How to Factory Reset a School Chromebook (And What You Need to Know First)

Factory resetting a school Chromebook sounds straightforward — but it's one of those tasks where the details matter a lot. Whether you're a student, a parent, or an IT coordinator, the process and your permissions depend heavily on how the device is managed. Here's what's actually happening when you reset a Chromebook, how the process works, and why your specific situation shapes what's possible.

What a Factory Reset Actually Does on a Chromebook

On a Chromebook, a factory reset is called a Powerwash. It wipes all local data — downloaded files, locally stored accounts, browser settings, and cached data — and returns the device to its out-of-box state. ChromeOS itself is not reinstalled from scratch; the operating system remains intact unless you perform a full recovery, which is a separate and more involved process.

A Powerwash removes:

  • All user accounts and profiles synced to the device locally
  • Locally saved files in the Downloads folder
  • Browser extensions, cookies, and stored passwords
  • Any changes made to device settings at the user level

It does not remove:

  • The version of ChromeOS installed (that stays)
  • Enterprise or school enrollment policies baked into the firmware or enterprise enrollment

That last point is critical for school-issued devices.

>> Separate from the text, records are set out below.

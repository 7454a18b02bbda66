//! Announcing stored jobs to the chat surface
//!
//! The announcer drains unannounced rows oldest-first, emits one message per
//! row and marks each row announced right after its own emit succeeds, so a
//! crash mid-batch never marks a row that was not posted.

use std::sync::Arc;
use std::time::Duration;

use async_trait::async_trait;
use reqwest::{header::RETRY_AFTER, Client, StatusCode};
use serde::Serialize;
use tokio::time::sleep;
use tracing::{debug, error, info, warn};

use crate::config::{AnnouncerConfig, ChatConfig, DEFAULT_FOOTER};
use crate::database::Database;
use crate::errors::{AppResult, ChatError, ChatResult};
use crate::models::StoredJob;

// Discord embed limits
const MAX_TITLE_CHARS: usize = 256;
const MAX_FIELD_CHARS: usize = 1024;
const EMBED_COLOR: u32 = 0x58_8B_FF;

/// A formatted announcement, independent of the chat backend.
#[derive(Debug, Clone, PartialEq)]
pub struct ChatMessage {
    pub title: String,
    pub url: Option<String>,
    pub description: String,
    pub fields: Vec<ChatField>,
    pub footer: String,
}

#[derive(Debug, Clone, PartialEq)]
pub struct ChatField {
    pub name: String,
    pub value: String,
    pub inline: bool,
}

impl ChatField {
    fn inline(name: &str, value: &str) -> Self {
        let value = if value.trim().is_empty() { "N/A" } else { value };
        Self {
            name: name.to_string(),
            value: truncate(value, MAX_FIELD_CHARS),
            inline: true,
        }
    }
}

/// Where announcements go.
#[async_trait]
pub trait ChatSink: Send + Sync {
    async fn emit(&self, message: &ChatMessage) -> ChatResult<()>;
}

/// Build the announcement for one stored job. The footer reads
/// `<footer> • <source>`.
pub fn format_job(job: &StoredJob, footer: &str) -> ChatMessage {
    let url = Some(job.apply_link.trim())
        .filter(|link| is_http_url(link))
        .map(str::to_string);

    let mut fields = vec![
        ChatField::inline("Location", &job.location),
        ChatField::inline("Posted", &job.date_posted),
    ];
    if let Some(category) = job.category.as_deref() {
        fields.push(ChatField::inline("Category", category));
    }

    let description = match &url {
        Some(link) => format!("New opening at **{}**. [Apply here]({})", job.company, link),
        None => format!("New opening at **{}**.", job.company),
    };

    ChatMessage {
        title: truncate(&format!("{} @ {}", job.title, job.company), MAX_TITLE_CHARS),
        url,
        description,
        fields,
        footer: format!("{} • {}", footer, job.source),
    }
}

fn is_http_url(link: &str) -> bool {
    url::Url::parse(link)
        .map(|parsed| matches!(parsed.scheme(), "http" | "https"))
        .unwrap_or(false)
}

fn truncate(text: &str, max_chars: usize) -> String {
    if text.chars().count() <= max_chars {
        return text.to_string();
    }
    let mut truncated: String = text.chars().take(max_chars - 1).collect();
    truncated.push('…');
    truncated
}

#[derive(Serialize)]
struct WebhookPayload<'a> {
    username: &'a str,
    embeds: [Embed<'a>; 1],
}

#[derive(Serialize)]
struct Embed<'a> {
    title: &'a str,
    #[serde(skip_serializing_if = "Option::is_none")]
    url: Option<&'a str>,
    description: &'a str,
    color: u32,
    fields: Vec<EmbedField<'a>>,
    footer: EmbedFooter<'a>,
}

#[derive(Serialize)]
struct EmbedField<'a> {
    name: &'a str,
    value: &'a str,
    inline: bool,
}

#[derive(Serialize)]
struct EmbedFooter<'a> {
    text: &'a str,
}

/// Posts announcements as Discord webhook embeds.
pub struct DiscordWebhook {
    client: Client,
    webhook_url: String,
    username: String,
}

impl DiscordWebhook {
    pub fn new(client: Client, webhook_url: impl Into<String>, config: &ChatConfig) -> Self {
        Self {
            client,
            webhook_url: webhook_url.into(),
            username: config.username.clone(),
        }
    }

    async fn post(&self, message: &ChatMessage) -> ChatResult<()> {
        let payload = WebhookPayload {
            username: &self.username,
            embeds: [Embed {
                title: &message.title,
                url: message.url.as_deref(),
                description: &message.description,
                color: EMBED_COLOR,
                fields: message
                    .fields
                    .iter()
                    .map(|field| EmbedField {
                        name: &field.name,
                        value: &field.value,
                        inline: field.inline,
                    })
                    .collect(),
                footer: EmbedFooter {
                    text: &message.footer,
                },
            }],
        };

        let response = self
            .client
            .post(&self.webhook_url)
            .json(&payload)
            .send()
            .await?;

        let status = response.status();
        if status.is_success() {
            return Ok(());
        }

        match status {
            StatusCode::UNAUTHORIZED | StatusCode::FORBIDDEN | StatusCode::NOT_FOUND => {
                // Discord answers 404 for a deleted webhook
                Err(ChatError::Unauthorized {
                    status: status.as_u16(),
                })
            }
            StatusCode::TOO_MANY_REQUESTS => {
                let header_secs = response
                    .headers()
                    .get(RETRY_AFTER)
                    .and_then(|value| value.to_str().ok())
                    .and_then(|value| value.trim().parse::<f64>().ok());
                let body_secs = response
                    .json::<serde_json::Value>()
                    .await
                    .ok()
                    .and_then(|body| body.get("retry_after").and_then(|v| v.as_f64()));
                let retry_after_secs = body_secs.or(header_secs).unwrap_or(1.0);
                Err(ChatError::RateLimited {
                    retry_after_ms: (retry_after_secs.max(0.0) * 1000.0) as u64,
                })
            }
            _ => {
                let message = response.text().await.unwrap_or_default();
                Err(ChatError::Http {
                    status: status.as_u16(),
                    message: message.chars().take(200).collect(),
                })
            }
        }
    }
}

#[async_trait]
impl ChatSink for DiscordWebhook {
    async fn emit(&self, message: &ChatMessage) -> ChatResult<()> {
        match self.post(message).await {
            Err(ChatError::RateLimited { retry_after_ms }) => {
                warn!("Chat webhook rate limited, retrying in {} ms", retry_after_ms);
                sleep(Duration::from_millis(retry_after_ms)).await;
                self.post(message).await
            }
            other => other,
        }
    }
}

/// Writes announcements to the log instead of posting them.
#[derive(Debug, Default)]
pub struct LogSink;

#[async_trait]
impl ChatSink for LogSink {
    async fn emit(&self, message: &ChatMessage) -> ChatResult<()> {
        let fields = message
            .fields
            .iter()
            .map(|field| format!("{}: {}", field.name, field.value))
            .collect::<Vec<_>>()
            .join(" | ");
        info!(
            "[dry-run] {} <{}> {} ({})",
            message.title,
            message.url.as_deref().unwrap_or("no link"),
            fields,
            message.footer
        );
        Ok(())
    }
}

pub struct Announcer {
    sink: Arc<dyn ChatSink>,
    batch_size: i64,
    pacing: Duration,
    footer: String,
    mark_posted: bool,
}

impl Announcer {
    pub fn new(sink: Arc<dyn ChatSink>, config: &AnnouncerConfig) -> Self {
        Self {
            sink,
            batch_size: config.batch_size,
            pacing: Duration::from_millis(config.pacing_ms),
            footer: DEFAULT_FOOTER.to_string(),
            mark_posted: true,
        }
    }

    pub fn with_footer(mut self, footer: impl Into<String>) -> Self {
        self.footer = footer.into();
        self
    }

    /// Log announcements without posting them. Rows stay unannounced so a
    /// later real run still posts them.
    pub fn dry_run(config: &AnnouncerConfig) -> Self {
        Self {
            mark_posted: false,
            ..Self::new(Arc::new(LogSink), config)
        }
    }

    /// Announce up to one batch of unannounced jobs; returns how many were
    /// posted. A rejected credential aborts with an error; any other failed
    /// emit ends the batch early and leaves the rest for the next cycle.
    pub async fn announce_pending(&self, database: &Database) -> AppResult<usize> {
        let pending = database.get_unannounced(self.batch_size).await?;
        if pending.is_empty() {
            debug!("No unannounced jobs");
            return Ok(0);
        }

        let mut announced = 0;
        for (index, job) in pending.iter().enumerate() {
            if index > 0 && !self.pacing.is_zero() {
                sleep(self.pacing).await;
            }

            match self.sink.emit(&format_job(job, &self.footer)).await {
                Ok(()) => {
                    if self.mark_posted {
                        database.mark_announced(&[job.id]).await?;
                    }
                    announced += 1;
                }
                Err(e @ ChatError::Unauthorized { .. }) => {
                    error!("Chat surface rejected our credentials: {}", e);
                    return Err(e.into());
                }
                Err(e) => {
                    warn!(
                        "Failed to announce '{}', leaving {} jobs for the next cycle: {}",
                        job.unique_id,
                        pending.len() - index,
                        e
                    );
                    break;
                }
            }
        }

        info!("Announced {} of {} pending jobs", announced, pending.len());
        Ok(announced)
    }
}

#[cfg(test)]
mod tests {
    use super::*;
    use chrono::Utc;

    fn stored(apply_link: &str, category: Option<&str>) -> StoredJob {
        StoredJob {
            id: 1,
            unique_id: "Acme|SWE Intern|Remote".to_string(),
            company: "Acme".to_string(),
            title: "SWE Intern".to_string(),
            location: "Remote".to_string(),
            apply_link: apply_link.to_string(),
            date_posted: "Jan 01".to_string(),
            source: "jobright".to_string(),
            category: category.map(str::to_string),
            first_seen_at: Utc::now(),
            announced: false,
            announced_at: None,
        }
    }

    #[test]
    fn test_format_job_with_category() {
        let message = format_job(
            &stored("https://acme.example/apply", Some("Computer Science")),
            "Theta Bot",
        );

        assert_eq!(message.title, "SWE Intern @ Acme");
        assert_eq!(message.url.as_deref(), Some("https://acme.example/apply"));
        assert!(message.description.contains("https://acme.example/apply"));
        assert_eq!(message.footer, "Theta Bot • jobright");

        let names: Vec<_> = message.fields.iter().map(|f| f.name.as_str()).collect();
        assert_eq!(names, vec!["Location", "Posted", "Category"]);
        assert_eq!(message.fields[2].value, "Computer Science");
    }

    #[test]
    fn test_format_job_without_link_or_category() {
        let mut job = stored("u2", None);
        job.location = String::new();
        let message = format_job(&job, "Jobs Feed");

        assert_eq!(message.url, None);
        assert_eq!(message.footer, "Jobs Feed • jobright");
        assert_eq!(message.fields.len(), 2);
        assert_eq!(message.fields[0].value, "N/A");
        assert!(!message.description.contains("Apply"));
    }

    #[test]
    fn test_long_titles_are_truncated() {
        let mut job = stored("", None);
        job.title = "x".repeat(400);
        let message = format_job(&job, DEFAULT_FOOTER);
        assert_eq!(message.title.chars().count(), MAX_TITLE_CHARS);
        assert!(message.title.ends_with('…'));
    }

    #[tokio::test]
    async fn test_log_sink_accepts_everything() {
        let message = format_job(&stored("https://x", None), DEFAULT_FOOTER);
        assert!(LogSink.emit(&message).await.is_ok());
    }
}
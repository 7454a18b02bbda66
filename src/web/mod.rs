//! Operator control surface
//!
//! A small HTTP API next to the scrape loop: liveness, a status snapshot
//! (scrape state plus stored/unannounced counts) and a manual scrape trigger.

use anyhow::Result;
use axum::{
    routing::{get, post},
    Router,
};
use std::net::SocketAddr;
use tower_http::{cors::CorsLayer, trace::TraceLayer};

use crate::{
    config::WebConfig,
    database::Database,
    ingestor::{ScrapeStateManager, ScrapeTriggerSender},
};

pub mod api;

/// Web server configuration and setup
pub struct WebServer {
    app: Router,
    addr: SocketAddr,
}

impl WebServer {
    pub fn new(config: &WebConfig, state: AppState) -> Result<Self> {
        let app = create_router(state);
        let addr: SocketAddr = format!("{}:{}", config.host, config.port).parse()?;
        Ok(Self { app, addr })
    }

    pub async fn serve(self) -> Result<()> {
        let listener = tokio::net::TcpListener::bind(&self.addr).await?;
        axum::serve(listener, self.app).await?;
        Ok(())
    }

    pub fn host(&self) -> String {
        self.addr.ip().to_string()
    }

    pub fn port(&self) -> u16 {
        self.addr.port()
    }
}

/// Application state shared across all handlers
#[derive(Clone)]
pub struct AppState {
    pub database: Database,
    pub state_manager: ScrapeStateManager,
    pub trigger_tx: ScrapeTriggerSender,
}

pub fn create_router(state: AppState) -> Router {
    Router::new()
        .route("/health", get(api::health_check))
        .nest("/api/v1", api_v1_routes())
        .layer(TraceLayer::new_for_http())
        .layer(CorsLayer::permissive())
        .with_state(state)
}

fn api_v1_routes() -> Router<AppState> {
    Router::new()
        .route("/status", get(api::get_status))
        .route("/scrape", post(api::trigger_scrape))
}
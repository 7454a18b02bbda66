use anyhow::{Context, Result};
use clap::Parser;
use std::sync::Arc;
use tracing::{info, warn};
use tracing_subscriber::{layer::SubscriberExt, util::SubscriberInitExt};

use thetabot::{
    announcer::{Announcer, DiscordWebhook},
    classifier::ZeroShotClassifier,
    config::{load_repos, Config},
    database::Database,
    ingestor::{
        create_trigger_channel, IngestorService, JobPipeline, SchedulerService,
        ScrapeStateManager,
    },
    models::ProcessingTrigger,
    web::{AppState, WebServer},
};

#[derive(Parser)]
#[command(name = "thetabot")]
#[command(version)]
#[command(about = "Scrapes job-listing READMEs and announces new openings to a chat channel")]
#[command(long_about = None)]
struct Cli {
    /// Configuration file path
    #[arg(short, long, default_value = "config.toml")]
    config: String,

    /// Control surface listening IP address
    #[arg(short = 'H', long, value_name = "IP")]
    host: Option<String>,

    /// Control surface listening port
    #[arg(short, long, value_name = "PORT")]
    port: Option<u16>,

    /// Database URL (overrides config file and DATABASE_URL)
    #[arg(short = 'd', long, value_name = "URL")]
    database_url: Option<String>,

    /// Log level
    #[arg(short = 'v', long, default_value = "info")]
    log_level: String,

    /// Run a single scrape cycle and exit
    #[arg(long)]
    once: bool,

    /// Log announcements instead of posting them
    #[arg(long)]
    dry_run: bool,
}

#[tokio::main]
async fn main() -> Result<()> {
    let cli = Cli::parse();

    let log_filter = if cli.log_level == "trace" {
        format!("thetabot={},tower_http=trace", cli.log_level)
    } else {
        format!("thetabot={}", cli.log_level)
    };
    tracing_subscriber::registry()
        .with(
            tracing_subscriber::EnvFilter::try_from_default_env()
                .unwrap_or_else(|_| log_filter.into()),
        )
        .with(tracing_subscriber::fmt::layer())
        .init();

    info!("Starting Theta Bot v{}", env!("CARGO_PKG_VERSION"));

    let mut config = Config::load(&cli.config)?;
    info!("Configuration loaded from: {}", cli.config);

    if let Some(host) = cli.host {
        config.web.host = host;
    }
    if let Some(port) = cli.port {
        config.web.port = port;
    }
    if let Some(database_url) = cli.database_url {
        config.database.url = database_url;
    }
    config.validate(!cli.dry_run)?;

    info!("Using database: {}", config.database.url);
    let database = Database::new(&config.database).await?;
    database.migrate().await?;
    info!("Database connection established and migrations applied");

    let repos = load_repos(&config.sources.repos_file)?;
    if repos.is_empty() {
        warn!(
            "No origins listed in {}, cycles will find nothing",
            config.sources.repos_file.display()
        );
    }

    let client = IngestorService::build_client(&config.sources)
        .context("building HTTP client")?;
    let ingestor = IngestorService::from_entries(client.clone(), &repos);
    let classifier = ZeroShotClassifier::from_config(&config.classifier);

    let announcer = if cli.dry_run {
        info!("Dry run: announcements will be logged, not posted");
        Announcer::dry_run(&config.announcer).with_footer(config.chat.footer.clone())
    } else {
        let webhook_url = config
            .chat
            .webhook_url
            .clone()
            .context("DISCORD_WEBHOOK_URL is not set")?;
        Announcer::new(
            Arc::new(DiscordWebhook::new(client, webhook_url, &config.chat)),
            &config.announcer,
        )
        .with_footer(config.chat.footer.clone())
    };

    let state_manager = ScrapeStateManager::new();
    state_manager
        .restore_last_checked(database.last_checked().await?)
        .await;

    let pipeline = Arc::new(JobPipeline::new(
        ingestor,
        classifier,
        database.clone(),
        announcer,
        state_manager.clone(),
    ));

    if cli.once {
        let summary = pipeline.run_cycle(ProcessingTrigger::Manual).await?;
        info!(
            "Single cycle complete: {} found, {} stored, {} announced",
            summary.found, summary.stored, summary.announced
        );
        return Ok(());
    }

    if !config.web.enabled {
        info!("Control surface disabled, running on schedule only");
        return SchedulerService::new(
            pipeline,
            config.scheduler_interval(),
            config.scheduler.run_on_startup,
            None,
        )
        .start()
        .await;
    }

    let (trigger_tx, trigger_rx) = create_trigger_channel();
    let scheduler = SchedulerService::new(
        pipeline,
        config.scheduler_interval(),
        config.scheduler.run_on_startup,
        Some(trigger_rx),
    );

    tokio::spawn(async move {
        if let Err(e) = scheduler.start().await {
            tracing::error!("Scheduler service failed: {}", e);
        }
    });

    let web_server = WebServer::new(
        &config.web,
        AppState {
            database,
            state_manager,
            trigger_tx,
        },
    )?;

    info!(
        "Starting control surface on {}:{}",
        web_server.host(),
        web_server.port()
    );
    web_server.serve().await?;

    Ok(())
}
//! Error types for the tvlink CLI.
//!
//! CliError wraps CoreError from the shared library and adds CLI-specific variants.

use thiserror::Error;
use tvlink_core::error::CoreError;

pub use tvlink_core::error::{DiscoveryError, DispatchError, SettingsError};

/// Exit codes for the CLI
pub mod exit_codes {
    pub const SUCCESS: i32 = 0;
    pub const GENERAL_ERROR: i32 = 1;
    pub const NETWORK_ERROR: i32 = 2;
    pub const DEVICE_ERROR: i32 = 3;
    pub const INVALID_ARGS: i32 = 4;
}

/// Main error type for the CLI
#[derive(Error, Debug)]
pub enum CliError {
    #[error("Core error: {0}")]
    Core(#[from] CoreError),

    #[error("Invalid argument: {0}")]
    InvalidArgument(String),

    #[error("No devices found")]
    NoDevicesFound,

    #[error("Session failed: {0}")]
    SessionFailed(String),

    #[error("Timeout: {0}")]
    Timeout(String),
}

impl CliError {
    /// Get the exit code for this error
    pub fn exit_code(&self) -> i32 {
        match self {
            CliError::Core(e) => match e {
                CoreError::Discovery(_) => exit_codes::NETWORK_ERROR,
                CoreError::Dispatch(_) => exit_codes::DEVICE_ERROR,
                CoreError::Settings(_) => exit_codes::GENERAL_ERROR,
            },
            CliError::InvalidArgument(_) => exit_codes::INVALID_ARGS,
            CliError::NoDevicesFound => exit_codes::GENERAL_ERROR,
            CliError::SessionFailed(_) => exit_codes::DEVICE_ERROR,
            CliError::Timeout(_) => exit_codes::NETWORK_ERROR,
        }
    }
}

// Conversions from core error subtypes to CliError
impl From<DiscoveryError> for CliError {
    fn from(e: DiscoveryError) -> Self {
        CliError::Core(CoreError::Discovery(e))
    }
}

impl From<DispatchError> for CliError {
    fn from(e: DispatchError) -> Self {
        CliError::Core(CoreError::Dispatch(e))
    }
}

impl From<SettingsError> for CliError {
    fn from(e: SettingsError) -> Self {
        CliError::Core(CoreError::Settings(e))
    }
}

Why School Chromebooks Are Different 🏫

Most school Chromebooks are enterprise-managed through Google Workspace for Education. This means the school's IT administrator has enrolled the device using a forced re-enrollment policy. Even after a Powerwash, the device will automatically re-enroll into the school's management domain when it connects to Wi-Fi.

This isn't a bug — it's intentional. Forced re-enrollment ensures that:

  • The device remains under school policy
  • Content filters, app restrictions, and network settings are reapplied automatically
  • Students can't bypass school restrictions by resetting the device

So if you're hoping to reset a school Chromebook to use it as a personal, unrestricted device, a Powerwash alone will not achieve that on a properly managed device. The device will re-enroll itself.

How to Perform a Powerwash on a Chromebook

If you have permission or are troubleshooting a personal or unmanaged device, here's the standard process:

Method 1: Through Settings

  1. Open Settings (click the clock area, then the gear icon)
  2. In the search bar, type Powerwash
  3. Select Powerwash, then click Restart
  4. In the confirmation window, select Powerwash to proceed
  5. The device will restart and wipe local data

Method 2: At the Login Screen

  1. On the login screen, press Ctrl + Shift + Alt + R
  2. Select Restart
  3. In the dialog that appears, choose Powerwash, then confirm

The entire process typically takes a few minutes.

What Happens When a School Chromebook Is Powerwashed

The behavior after a Powerwash depends on how the device was enrolled:

Device TypeAfter Powerwash
Personal ChromebookReturns to setup screen, ready for any Google account
School Chromebook (forced re-enrollment)Automatically re-enrolls into school domain on Wi-Fi
School Chromebook (manual enrollment only)Returns to setup screen, enrollment not forced
Expired/Unenrolled school deviceBehaves like a personal Chromebook

The majority of K–12 institutions use forced re-enrollment, meaning students and parents cannot escape school management policies through a reset alone.

When a Full Recovery Might Be Relevant

A ChromeOS Recovery goes further than a Powerwash — it reinstalls ChromeOS using a recovery image from a USB drive or SD card. This is typically used when:

  • ChromeOS is corrupted and the device won't boot properly
  • You're troubleshooting a device with deep software issues

However, even a full recovery does not bypass enterprise enrollment on a managed device. The enrollment state is stored in the device's firmware (specifically in a protected area), not in the OS partition. Google deliberately designed it this way to prevent circumvention.

Who Can Fully Unenroll a School Chromebook

Only an IT administrator with access to the school's Google Admin Console can fully remove a device from enrollment. This involves:

  • Locating the device in the Admin Console by serial number
  • Deprovisioning the device, which removes it from the managed fleet

Once deprovisioned by an admin, the device can be Powerwashed and used outside of school management. This is the legitimate path — and the only one that reliably works.

⚠️ Attempting to bypass management through third-party methods, developer mode exploits, or other workarounds may violate the school's acceptable use policy and could brick the device or void any support agreement.

Variables That Affect Your Specific Situation

Several factors determine exactly what will happen when you reset a school Chromebook:

  • Enrollment type — forced vs. manual re-enrollment
  • Admin Console configuration — some schools deprovision graduated students' devices
  • ChromeOS version — older versions may have different behaviors in edge cases
  • Device ownership — whether the school or the student/family owns the device
  • Reason for the reset — troubleshooting vs. repurposing leads to different appropriate paths

A student resetting a device to fix a login bug faces an entirely different situation than a parent trying to use an old school Chromebook after graduation. The technical steps may look the same, but the outcomes — and the permissions involved — differ significantly based on who owns the device and how the school has configured it.